# What does this error mean?



## ranggadablues (Feb 14, 2012)

hello..

I try connect to my localhost with telnet

```
telnet localhost 25
```
and it show like this

```
Trying 127.0.0.1...
Connected to localhost.
Escape character is '^]'.
ehlo test.com
Connection closed by foreign host.
```

then I look to my maillog

```
Feb 14 17:10:33 server postfix/smtpd[5557]: connect from localhost[127.0.0.1]
Feb 14 17:10:35 server postfix/smtpd[5557]: SSL_accept error from localhost[127.0.0.1]: -1
Feb 14 17:10:35 server postfix/smtpd[5557]: warning: TLS library problem: 5557:error:140760FC:SSL routines:SSL23_GET_CLIENT_HELLO:unknown
 protocol:/usr/src/secure/lib/libssl/../../../crypto/openssl/ssl/s23_srvr.c:578:
Feb 14 17:10:35 server postfix/smtpd[5557]: lost connection after CONNECT from localhost[127.0.0.1]
```

truely I don't know with this error message, so someone can help me?

thanks


----------



## vand777 (Feb 14, 2012)

I have feeling that instead of telnet you should use s_client:

```
# openssl s_client -connect localhost:25
```


----------



## SirDice (Feb 14, 2012)

Your mailserver seems to be incorrectly configured. You have enabled SSL/TLS on the standard port 25. SMTPS (SMTP over SSL/TLS) should run on port 587.


----------



## ranggadablues (Feb 15, 2012)

thanks for reply..

vand777 
why I should use s_client not telnet? could you explain? because I'm new in mailserver 

SirDice
ya I use SSL/TLS on standart port 25, it is wrong? I read on this link http://www.purplehat.org/?page_id=4 and I followed all instruction, if it's wrong where I should change on my mailserver settings

thank you..


----------



## kpa (Feb 15, 2012)

TLS on port 25 isn't exactly wrong but it's tricky get it right if you're using the same port for both unencrypted SMTP from the outside world (mail coming to your domain) and TLS/AUTH for anyone wanting to relay mail trough your server. Moving the MSA (mail submission agent) service that supports TLS/AUTH to port 587 is better because you can then leave the smtpd listening on port 25 at standard settings and use different set of settings (for example require TLS on all connections) on the MSA service at port 587.
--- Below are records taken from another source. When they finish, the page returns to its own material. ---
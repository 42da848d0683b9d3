//! Planar polygon helpers shared by the Voronoi builder and the offset engine.
//!
//! Orientation is expressed in +y-up terms: a counter-clockwise loop has
//! positive signed area.

use crate::point::Point2;

/// Tolerance for point classification against a half-plane.
pub const EPS_CLIP: f64 = 1e-9;

/// A closed half-plane `{ p : (p - origin) . normal <= 0 }`.
#[derive(Debug, Clone, Copy)]
pub struct HalfPlane {
    pub origin: Point2,
    pub normal: Point2,
}

impl HalfPlane {
    /// The half-plane of points at least as close to `site` as to `other`.
    pub fn bisector(site: Point2, other: Point2) -> Self {
        Self {
            origin: (site + other) * 0.5,
            normal: other - site,
        }
    }

    /// Positive outside, negative inside.
    #[inline]
    pub fn signed_distance(&self, point: Point2) -> f64 {
        (point - self.origin).dot(self.normal)
    }
}

/// Shoelace signed area of an open or closed loop.
pub fn signed_area(points: &[Point2]) -> f64 {
    if points.len() < 3 {
        return 0.0;
    }
    let mut twice = 0.0;
    for (i, a) in points.iter().enumerate() {
        let b = points[(i + 1) % points.len()];
        twice += a.cross(b);
    }
    twice * 0.5
}

/// Clips a convex loop by a half-plane (Sutherland-Hodgman).
///
/// Returns an empty vector if nothing remains inside.
pub fn clip_half_plane(points: &[Point2], plane: &HalfPlane) -> Vec<Point2> {
    let n = points.len();
    if n == 0 {
        return Vec::new();
    }
    let scale = plane.normal.length().max(f64::MIN_POSITIVE);
    let dist: Vec<f64> = points
        .iter()
        .map(|&p| plane.signed_distance(p) / scale)
        .collect();
    if dist.iter().all(|&d| d <= EPS_CLIP) {
        return points.to_vec();
    }

    let mut out = Vec::with_capacity(n + 1);
    for i in 0..n {
        let j = (i + 1) % n;
        let (a, b) = (points[i], points[j]);
        let (da, db) = (dist[i], dist[j]);
        let a_inside = da <= EPS_CLIP;
        let b_inside = db <= EPS_CLIP;
        if a_inside {
            out.push(a);
        }
        if a_inside != b_inside {
            let t = da / (da - db);
            out.push(a + (b - a) * t);
        }
    }
    out
}

/// Removes consecutive (and wrap-around) vertices closer than `eps`.
pub fn dedup_vertices(points: &mut Vec<Point2>, eps: f64) {
    points.dedup_by(|b, a| a.distance(*b) <= eps);
    while points.len() > 1 {
        let (first, last) = (points[0], points[points.len() - 1]);
        if first.distance(last) <= eps {
            points.pop();
        } else {
            break;
        }
    }
}

/// Whether a counter-clockwise loop is convex (collinear vertices allowed).
pub fn is_convex_ccw(points: &[Point2]) -> bool {
    let n = points.len();
    if n < 3 {
        return false;
    }
    let extent = points
        .iter()
        .map(|p| p.x.abs().max(p.y.abs()))
        .fold(1.0, f64::max);
    let tolerance = EPS_CLIP * extent * extent;
    (0..n).all(|i| {
        let a = points[i];
        let b = points[(i + 1) % n];
        let c = points[(i + 2) % n];
        (b - a).cross(c - b) >= -tolerance
    })
}

/// Marks the points lying on the boundary of the convex hull: hull
/// vertices and points collinear with a hull edge.
pub fn convex_hull_boundary(points: &[Point2]) -> Vec<bool> {
    let n = points.len();
    let mut on_boundary = vec![false; n];
    if n < 3 {
        on_boundary.iter_mut().for_each(|b| *b = true);
        return on_boundary;
    }

    let mut order: Vec<usize> = (0..n).collect();
    order.sort_by(|&a, &b| {
        points[a]
            .x
            .total_cmp(&points[b].x)
            .then(points[a].y.total_cmp(&points[b].y))
    });

    // Andrew's monotone chain, dropping collinear points.
    let mut hull: Vec<usize> = Vec::with_capacity(2 * n);
    half_hull(points, order.iter().copied(), &mut hull);
    half_hull(points, order.iter().rev().copied(), &mut hull);

    let extent = points
        .iter()
        .map(|p| p.x.abs().max(p.y.abs()))
        .fold(1.0, f64::max);
    let tolerance = EPS_CLIP * extent;
    for (k, &a_idx) in hull.iter().enumerate() {
        let b_idx = hull[(k + 1) % hull.len()];
        let (a, b) = (points[a_idx], points[b_idx]);
        let edge = b - a;
        let len = edge.length();
        on_boundary[a_idx] = true;
        if len <= 0.0 {
            continue;
        }
        for (i, &p) in points.iter().enumerate() {
            if on_boundary[i] {
                continue;
            }
            let along = (p - a).dot(edge) / len;
            let off = edge.cross(p - a) / len;
            if off.abs() <= tolerance && along >= -tolerance && along <= len + tolerance {
                on_boundary[i] = true;
            }
        }
    }
    on_boundary
}

fn half_hull(points: &[Point2], indices: impl Iterator<Item = usize>, hull: &mut Vec<usize>) {
    let start = hull.len();
    for i in indices {
        while hull.len() >= start + 2 {
            let a = points[hull[hull.len() - 2]];
            let b = points[hull[hull.len() - 1]];
            if (b - a).cross(points[i] - a) <= 0.0 {
                hull.pop();
            } else {
                break;
            }
        }
        hull.push(i);
    }
    hull.pop();
}

/// Intersection of the lines `p1 + t*d1` and `p2 + s*d2`, if not parallel.
pub fn line_intersection(p1: Point2, d1: Point2, p2: Point2, d2: Point2) -> Option<Point2> {
    let denom = d1.cross(d2);
    if denom.abs() < 1e-12 {
        return None;
    }
    let t = (p2 - p1).cross(d2) / denom;
    Some(p1 + d1 * t)
}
Here's an example what I'm talking about, I used this as guide for setting up an MSA on mail/postfix for a company I worked for few years ago, it's for Linux but much of it applies to FreeBSD as well:

http://www.davekb.com/browse_computer_tipsostfix_submission:txt


----------



## White_Mad_Hatter (Feb 15, 2012)

s_client is a ssl/tls debugging utility. It will also alow you to make connections over SSL/TLS. Telnet dose not understand how to interpret ssl/tls connections so to use telnet will fail when you try to make the ehlo or helo command.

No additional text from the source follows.